Does you anndata object have the obs column 'sample'? Could you show the output of just writing adata in your console?

Zifeng-L commented 4 years ago

你好

您的andata对象是否具有该obs'sample'?您能否显示仅adata在控制台中编写的输出?

AnnData object with n_obs × n_vars = 23120 × 25905 obs: 'sample', 'sample_id', 'n_counts', 'log_counts', 'n_genes', 'mt_frac', 'size_factors' var: 'gene_id', 'n_cells' uns: 'sample_colors', 'log1p' layers: 'counts'

LuckyMD commented 4 years ago

Could you try running adata.obs['sample'] = adata.obs['sample'].astype('category') and then running again?

Zifeng-L commented 4 years ago

adata.obs['sample'] = adata.obs['sample'].astype('category')

I tried recently, unluckily, the error was still exist.

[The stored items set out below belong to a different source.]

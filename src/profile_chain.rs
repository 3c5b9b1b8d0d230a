use tracing::{debug, warn};

use crate::errors::{ChainError, ChainResult, TimeSeriesError};
use crate::motion_state::{MotionState, Sample, Waypoint};
use crate::segment_limits::SegmentLimits;
use crate::segment_profile::SegmentProfile;
use crate::time_series::{BoundaryQueue, PositionSeries, TimePoint};
use crate::velocity_smoother::VelocitySmoother;

/// Where the boundary states of a chain come from.
#[derive(Clone, Debug, PartialEq)]
enum ChainSource {
    /// Waypoint positions. Interior velocities are synthesized unless
    /// pinned; `start`/`end` are `(vel, acc)` at the first and last point.
    Positions {
        waypoints: PositionSeries,
        start: (f64, f64),
        end: (f64, f64),
        pinned: Vec<(usize, f64)>,
    },
    /// Every boundary fully specified.
    States(BoundaryQueue),
    /// A single move with no finish time, solved in fastest mode.
    PointToPoint {
        t0: f64,
        start: MotionState,
        goal: MotionState,
    },
}

/// Chain of [`SegmentProfile`]s through a sequence of waypoints.
///
/// `initialize_*` fixes the inputs and validates them, `generate` solves
/// every segment left to right and only publishes the result once all of
/// them succeeded. Segment `i` ends at exactly the boundary state segment
/// `i + 1` starts from.
#[derive(Clone, Debug, Default, PartialEq)]
pub struct ProfileChain {
    source: Option<ChainSource>,
    limits: Vec<SegmentLimits>,
    segments: Vec<SegmentProfile>,
    boundaries: BoundaryQueue,
}

impl ProfileChain {
    pub fn new() -> Self {
        Self::default()
    }

    /// Chain through position-only waypoints. `start` and `end` are the
    /// `(velocity, acceleration)` at the first and last waypoint; interior
    /// velocities come from [`VelocitySmoother`].
    pub fn initialize_positions(
        &mut self,
        waypoints: PositionSeries,
        start: (f64, f64),
        end: (f64, f64),
        limits: Vec<SegmentLimits>,
    ) -> ChainResult<()> {
        Self::check_config(waypoints.len(), &limits)?;
        self.reset(
            ChainSource::Positions {
                waypoints,
                start,
                end,
                pinned: Vec::new(),
            },
            limits,
        );
        Ok(())
    }

    /// Chain through fully specified boundary states.
    pub fn initialize_states(
        &mut self,
        states: BoundaryQueue,
        limits: Vec<SegmentLimits>,
    ) -> ChainResult<()> {
        Self::check_config(states.len(), &limits)?;
        self.reset(ChainSource::States(states), limits);
        Ok(())
    }

    /// Single fastest move from `start` (at `t0`) to `goal`.
    pub fn initialize_point_to_point(
        &mut self,
        t0: f64,
        start: MotionState,
        goal: MotionState,
        limits: SegmentLimits,
    ) -> ChainResult<()> {
        let limits = vec![limits];
        Self::check_config(2, &limits)?;
        self.reset(ChainSource::PointToPoint { t0, start, goal }, limits);
        Ok(())
    }

    /// Builds an initialized (not yet generated) chain from waypoint records.
    ///
    /// When every waypoint carries a velocity the states are used as given.
    /// Otherwise the positions are smoothed and the velocities that were
    /// provided are pinned.
    pub fn from_waypoints(
        waypoints: &[Waypoint],
        limits: Vec<SegmentLimits>,
    ) -> ChainResult<Self> {
        let (first, last) = match waypoints {
            [first, .., last] => (first, last),
            _ => {
                return Err(ChainError::TooFewWaypoints {
                    found: waypoints.len(),
                })
            }
        };

        let mut chain = Self::new();
        if waypoints.iter().all(|w| w.velocity.is_some()) {
            let states =
                BoundaryQueue::try_from_pairs(waypoints.iter().map(|w| (w.time, w.state())))?;
            chain.initialize_states(states, limits)?;
            return Ok(chain);
        }

        let positions =
            PositionSeries::try_from_pairs(waypoints.iter().map(|w| (w.time, w.position)))?;
        let start = first.state();
        let end = last.state();
        chain.initialize_positions(
            positions,
            (start.vel, start.acc),
            (end.vel, end.acc),
            limits,
        )?;
        for (index, waypoint) in waypoints.iter().enumerate().skip(1).take(waypoints.len() - 2) {
            if let Some(velocity) = waypoint.velocity {
                chain.pin_velocity(index, velocity)?;
            }
        }
        Ok(chain)
    }

    /// Fixes the velocity at boundary `index` before generation.
    pub fn pin_velocity(&mut self, index: usize, velocity: f64) -> ChainResult<()> {
        let source = self.source.as_mut().ok_or(ChainError::NotInitialized)?;
        let len = match source {
            ChainSource::Positions { waypoints, .. } => waypoints.len(),
            ChainSource::States(states) => states.len(),
            ChainSource::PointToPoint { .. } => 2,
        };
        if index >= len {
            return Err(TimeSeriesError::IndexOutOfRange { index, len }.into());
        }

        match source {
            ChainSource::Positions {
                waypoints,
                start,
                end,
                pinned,
            } => {
                if index == 0 {
                    start.0 = velocity;
                } else if index == waypoints.len() - 1 {
                    end.0 = velocity;
                } else {
                    pinned.retain(|(i, _)| *i != index);
                    pinned.push((index, velocity));
                }
            }
            ChainSource::States(states) => {
                let mut point = states.get(index)?;
                point.value.vel = velocity;
                states.set(index, point)?;
            }
            ChainSource::PointToPoint { start, goal, .. } => {
                if index == 0 {
                    start.vel = velocity;
                } else {
                    goal.vel = velocity;
                }
            }
        }
        self.clear_generated();
        Ok(())
    }

    /// Solves all segments. Returns the total duration.
    ///
    /// Either every segment is generated or the chain is left empty.
    pub fn generate(&mut self) -> ChainResult<f64> {
        self.clear_generated();
        let source = self.source.as_ref().ok_or(ChainError::NotInitialized)?;

        let (segments, boundaries) = match source {
            ChainSource::Positions {
                waypoints,
                start,
                end,
                pinned,
            } => Self::generate_smoothed(waypoints, *start, *end, pinned, &self.limits)?,
            ChainSource::States(states) => Self::generate_states(states, &self.limits)?,
            ChainSource::PointToPoint { t0, start, goal } => {
                Self::generate_point_to_point(*t0, *start, *goal, self.limits[0])?
            }
        };

        let duration = boundaries.total_interval();
        debug!(segments = segments.len(), duration, "profile chain generated");
        self.segments = segments;
        self.boundaries = boundaries;
        Ok(duration)
    }

    /// State at absolute time `t`, taken from the segment that contains it.
    pub fn sample(&self, t: f64) -> ChainResult<MotionState> {
        let (start, end) = self.span()?;
        if !(t >= start && t <= end) {
            return Err(ChainError::TimeOutOfRange { time: t, start, end });
        }

        let last = self.segments.len() - 1;
        let index = self
            .boundaries
            .times()
            .skip(1)
            .position(|segment_end| t <= segment_end)
            .unwrap_or(last)
            .min(last);
        self.segments[index]
            .sample(t)
            .map_err(|source| ChainError::Segment { index, source })
    }

    pub fn sample_point(&self, t: f64) -> ChainResult<Sample> {
        Ok(Sample::from_state(t, self.sample(t)?))
    }

    // -----------------------------------------------------------------
    //  Getter methods for ProfileChain
    // -----------------------------------------------------------------

    pub fn is_initialized(&self) -> bool {
        self.source.is_some()
    }

    pub fn is_generated(&self) -> bool {
        !self.segments.is_empty()
    }

    pub fn segments(&self) -> &[SegmentProfile] {
        &self.segments
    }

    pub fn limits(&self) -> &[SegmentLimits] {
        &self.limits
    }

    /// Boundary states the segments were generated from, including the
    /// synthesized velocities.
    ///
    /// Normally one more entry than there are segments. A point-to-point
    /// chain whose move needs no time keeps a single boundary (the goal at
    /// `t0`) next to its one zero-length segment.
    pub fn boundaries(&self) -> &BoundaryQueue {
        &self.boundaries
    }

    pub fn start_time(&self) -> ChainResult<f64> {
        Ok(self.span()?.0)
    }

    pub fn end_time(&self) -> ChainResult<f64> {
        Ok(self.span()?.1)
    }

    pub fn duration(&self) -> ChainResult<f64> {
        let (start, end) = self.span()?;
        Ok(end - start)
    }

    // -----------------------------------------------------------------------------------------
    // Below are helper methods for internal calculations:
    // -----------------------------------------------------------------------------------------

    fn span(&self) -> ChainResult<(f64, f64)> {
        if !self.is_generated() {
            return Err(ChainError::NotGenerated);
        }
        Ok((self.boundaries.front()?.time, self.boundaries.back()?.time))
    }

    fn reset(&mut self, source: ChainSource, limits: Vec<SegmentLimits>) {
        self.source = Some(source);
        self.limits = limits;
        self.clear_generated();
    }

    fn clear_generated(&mut self) {
        self.segments.clear();
        self.boundaries.clear();
    }

    fn check_config(points: usize, limits: &[SegmentLimits]) -> ChainResult<()> {
        if points < 2 {
            return Err(ChainError::TooFewWaypoints { found: points });
        }
        if limits.len() != points - 1 {
            return Err(ChainError::ConfigSizeMismatch {
                expected: points - 1,
                found: limits.len(),
            });
        }
        for (index, segment_limits) in limits.iter().enumerate() {
            segment_limits
                .validate()
                .map_err(|source| ChainError::InvalidLimits { index, source })?;
        }
        Ok(())
    }

    fn warn_boundary_acceleration(time: f64, acc: f64) {
        if acc != 0.0 {
            warn!(
                time,
                acc,
                "boundary acceleration is ignored, segments start and end at zero acceleration"
            );
        }
    }

    /// Appends `point` to `boundaries` and, once a segment has both of its
    /// ends, generates it.
    fn push_boundary(
        point: TimePoint<MotionState>,
        limits: &[SegmentLimits],
        segments: &mut Vec<SegmentProfile>,
        boundaries: &mut BoundaryQueue,
    ) -> ChainResult<()> {
        boundaries.push(point.time, point.value)?;
        if boundaries.len() < 2 {
            return Ok(());
        }

        let index = boundaries.len() - 2;
        let from = boundaries.get(index)?;
        let mut segment = SegmentProfile::new(limits[index])
            .map_err(|source| ChainError::InvalidLimits { index, source })?;
        segment
            .generate(
                from.time,
                point.time,
                from.value.pos,
                point.value.pos,
                from.value.vel,
                point.value.vel,
            )
            .map_err(|source| ChainError::Segment { index, source })?;
        segments.push(segment);
        Ok(())
    }

    fn generate_smoothed(
        waypoints: &PositionSeries,
        start: (f64, f64),
        end: (f64, f64),
        pinned: &[(usize, f64)],
        limits: &[SegmentLimits],
    ) -> ChainResult<(Vec<SegmentProfile>, BoundaryQueue)> {
        let last = waypoints.len() - 1;
        let mut smoother = VelocitySmoother::new();
        let mut segments = Vec::with_capacity(last);
        let mut boundaries = BoundaryQueue::new();

        for (index, waypoint) in waypoints.iter().enumerate() {
            smoother.push(waypoint.time, waypoint.value)?;
            let newest = smoother.size() - 1;
            if index == 0 {
                smoother.force_set_velocity(newest, start.0)?;
            } else if index == last {
                smoother.force_set_velocity(newest, end.0)?;
                smoother.flush();
            } else if let Some(&(_, velocity)) = pinned.iter().find(|(i, _)| *i == index) {
                smoother.force_set_velocity(newest, velocity)?;
            }

            while smoother.ready() > 0 {
                let mut point = smoother.pop()?;
                let k = boundaries.len();
                if k == 0 {
                    point.value.acc = start.1;
                    Self::warn_boundary_acceleration(point.time, start.1);
                } else if k == last {
                    point.value.acc = end.1;
                    Self::warn_boundary_acceleration(point.time, end.1);
                } else if !pinned.iter().any(|(i, _)| *i == k) {
                    let limit = limits[k - 1].vel_limit.min(limits[k].vel_limit);
                    if point.value.vel.abs() > limit {
                        let clamped = point.value.vel.clamp(-limit, limit);
                        warn!(
                            index = k,
                            velocity = point.value.vel,
                            clamped,
                            "synthesized velocity clamped to segment limit"
                        );
                        point.value.vel = clamped;
                    }
                }
                Self::push_boundary(point, limits, &mut segments, &mut boundaries)?;
            }
        }
        Ok((segments, boundaries))
    }

    fn generate_states(
        states: &BoundaryQueue,
        limits: &[SegmentLimits],
    ) -> ChainResult<(Vec<SegmentProfile>, BoundaryQueue)> {
        let mut segments = Vec::with_capacity(states.len() - 1);
        let mut boundaries = BoundaryQueue::new();
        for point in states.iter() {
            Self::warn_boundary_acceleration(point.time, point.value.acc);
            Self::push_boundary(*point, limits, &mut segments, &mut boundaries)?;
        }
        Ok((segments, boundaries))
    }

    fn generate_point_to_point(
        t0: f64,
        start: MotionState,
        goal: MotionState,
        limits: SegmentLimits,
    ) -> ChainResult<(Vec<SegmentProfile>, BoundaryQueue)> {
        Self::warn_boundary_acceleration(t0, start.acc);
        Self::warn_boundary_acceleration(t0, goal.acc);

        let segment_error = |source| ChainError::Segment { index: 0, source };
        let mut segment = SegmentProfile::new(limits).map_err(segment_error)?;
        segment
            .generate(t0, 0.0, start.pos, goal.pos, start.vel, goal.vel)
            .map_err(segment_error)?;
        let end = segment.end_time().map_err(segment_error)?;

        let mut boundaries = BoundaryQueue::new();
        boundaries.push(t0, start)?;
        if end > t0 {
            boundaries.push(end, goal)?;
        } else {
            // Nothing to do: keep a zero-length span ending at the goal.
            boundaries.clear();
            boundaries.push(t0, goal)?;
        }
        Ok((vec![segment], boundaries))
    }
}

LuckyMD commented 4 years ago

This is quite strange. Do your samples all cover multiple cells, or is there some samples without any cells remaining after filtering? It would be helpful if you had a minimal reproducible example for this. Can you reproduce this error with for example sc.datasets.pbmc68k_reduced()?

LuckyMD commented 4 years ago

Given no further replies, I will close this issue.